Ray E. Friedman & Company, a Corporation, Appellee, v. Brent Thomas Jenkins, Individually and D/b/a Jenkins Stock Farms,clark J. Jenkins, Appellant,j. Bruce Pearson, Casselton State Bank, a North Dakotabanking Corporation, and the First Bank of Northdakota-fargo, a National Banking Association.brent Thomas Jenkins, v. Ray E. Friedman & Company and Galen Nettum, 824 F.2d 657 (8th Cir. 1987)

Annotate this Case
U.S. Court of Appeals for the Eighth Circuit - 824 F.2d 657 (8th Cir. 1987) Submitted March 10, 1987. Decided July 27, 1987

Edward F. Klinger, Moorhead, Minn., for appellant.

Paul F. Richard, Fargo, N.D., for appellee.

Before HEANEY, FAGG, Circuit Judges, and LARSON,*  Senior District Judge.

FAGG, Circuit Judge.


Clark J. Jenkins (Clark) appeals from the district court's judgment setting aside a conveyance of land in which he was the grantee. We affirm.

Brent Thomas Jenkins (Brent), son of Clark, actively traded on the commodities market through different brokerage houses, including Ray E. Friedman & Company (Friedman). In early 1978, Brent began to incur heavy losses on the pork belly market. He obtained loans from two banks to help cover his losses. On February 28, 1978, and while experiencing significant financial difficulties, Brent reconveyed farmland that Clark had transferred to him as a gift only a few months before. Following this initial conveyance to Clark, Brent continued to transfer his assets to others in the face of huge financial losses on the commodities market and growing margin calls from his brokers.

In early March Brent gave Friedman two checks totaling $100,000. When his bank refused to cover those checks, Brent stopped payment on them. Brent was then facing a margin call of over $200,000, in addition to the significant debt already owed Friedman. Friedman sued and recovered a judgment against Brent for over $260,000.

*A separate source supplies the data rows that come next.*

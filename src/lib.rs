//! Turn a shape name and a few measures into 2D drawing primitives, centered
//! on a drawing surface.
//!
//! ```
//! use shaper::{CommandRecorder, MeasureKey, Measures, draw};
//!
//! let measures = Measures::new().with(MeasureKey::SideLength, 100.0).unwrap();
//! let mut surface = CommandRecorder::new(640.0, 480.0);
//! assert!(draw(&mut surface, "square", &measures, None).is_drawn());
//! ```

use pest_derive::Parser;

pub mod ast;
pub mod catalog;
pub mod errors;
pub mod log;
pub mod parse;
pub mod render;
pub mod types;

pub use ast::DrawCommand;
pub use catalog::{MEASURE_KEYS, SUPPORTED_SHAPES, list_catalog};
pub use errors::{DrawFailure, ParseError, ShapeError};
pub use render::{
    CommandRecorder, DrawOutcome, DrawingSurface, RenderCommand, ShapeKind, SvgOptions,
    SvgSurface, draw, try_draw,
};
pub use types::{MeasureKey, Measures, NumericError, Point};

#[derive(Parser)]
#[grammar = "shaper.pest"]
pub struct ShaperParser;

/// Parse a draw command into its shape name and measures.
pub fn parse_command(source: &str) -> Result<DrawCommand, miette::Report> {
    Ok(parse::parse(source)?)
}

/// Run a parsed command against `surface`.
pub fn draw_command(surface: &mut dyn DrawingSurface, command: &DrawCommand) -> DrawOutcome {
    draw(surface, &command.shape, &command.measures, command.angle)
}

/// Render a draw command to SVG on a default-size surface.
///
/// Returns the SVG string on success. A shape error comes back as a
/// [`DrawFailure`] diagnostic that still carries the SVG with the message
/// painted on it; parse errors have nothing to draw.
pub fn shaper(source: &str) -> Result<String, miette::Report> {
    let command = parse::parse(source)?;
    let mut surface = SvgSurface::default();
    if let DrawOutcome::Failed(error) = draw_command(&mut surface, &command) {
        return Err(DrawFailure {
            error,
            svg: surface.to_svg_string(),
        }
        .into());
    }
    Ok(surface.to_svg_string())
}

#[cfg(test)]
mod tests {
    use super::*;

    #[test]
    fn shaper_renders_a_square() {
        let svg = shaper("Draw a square with side length 100").unwrap();
        assert!(svg.contains("<path"), "{svg}");
    }

    #[test]
    fn shaper_reports_unsupported_shape() {
        let err = shaper("draw hexagram with side length 10").unwrap_err();
        insta::assert_snapshot!(err.to_string(), @"Unsupported Shape: hexagram");
    }

    #[test]
    fn shaper_reports_missing_measure() {
        let err = shaper("draw rectangle with width 10").unwrap_err();
        insta::assert_snapshot!(
            err.to_string(),
            @"You must specify the width and height of the rectangle!"
        );
    }

    #[test]
    fn shaper_failure_carries_the_painted_svg() {
        let err = shaper("draw an oval with width 0 and height 50").unwrap_err();
        let failure = err.downcast_ref::<DrawFailure>().expect("shape errors are draw failures");
        assert!(matches!(failure.error, ShapeError::MissingMeasure { .. }));
        assert!(failure.svg.contains("#f7fcff"), "{}", failure.svg);
        assert!(
            failure.svg.contains("You must specify the width and height of the oval!"),
            "{}",
            failure.svg
        );
        assert!(!failure.svg.contains("<path"), "{}", failure.svg);
    }

    #[test]
    fn shaper_reports_parse_error() {
        let err = shaper("draw circle with radius").unwrap_err();
        assert_eq!(err.to_string(), "syntax error");
    }

    #[test]
    fn draw_command_uses_parsed_angle() {
        let command =
            parse_command("draw parallelogram with width 100, height 50, angle 45").unwrap();
        let mut rec = CommandRecorder::default();
        assert!(draw_command(&mut rec, &command).is_drawn());
        let points = rec.path_points();
        // tan(45°) * 100
        assert!((points[1].x - points[2].x - 100.0).abs() < 1e-9);
    }
}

Friedman also sought to have Brent's several conveyances set aside as fraudulent. The district court found Friedman failed to carry its burden on all transfers except the reconveyance of land to Clark. Based on the evidence before it, the court concluded the transfer to Clark was made with actual intent to defraud Friedman. See N.D.Cent.Code Sec. 13-02-07 (1981), repealed by 1985 N.D. Laws Ch. 186, Sec. 12. The court thus voided the deed.

On appeal Clark contends the court's findings are clearly erroneous. Further, Clark asserts the court committed error in denying his postjudgment motion to amend and clarify the judgment. We disagree.

Initially, we note that the question of fraudulent intent is one of fact. Schmidt v. Schmidt, 254 N.W.2d 102, 105 (N.D.1977); see also Production Credit Ass'n v. Klein, 385 N.W.2d 485, 487 n. 2 (N.D.1986). We are bound by the district court's fact-findings unless we find them clearly erroneous. See Fed. R. Civ. P. 52(a). A finding is clearly erroneous only if after reviewing all the evidence this court is " 'left with the definite and firm conviction that a mistake has been committed.' " Anderson v. City of Bessemer City, 470 U.S. 564, 573, 105 S. Ct. 1504, 1511-12, 84 L. Ed. 2d 518 (1985) (quoting United States v. United States Gypsum Co., 333 U.S. 364, 395, 68 S. Ct. 525, 542, 92 L. Ed. 746 (1948)). We may not reverse simply because we would weigh the evidence differently than the district court if our review was de novo. Id. at 573-74, 105 S. Ct. at 1511-12.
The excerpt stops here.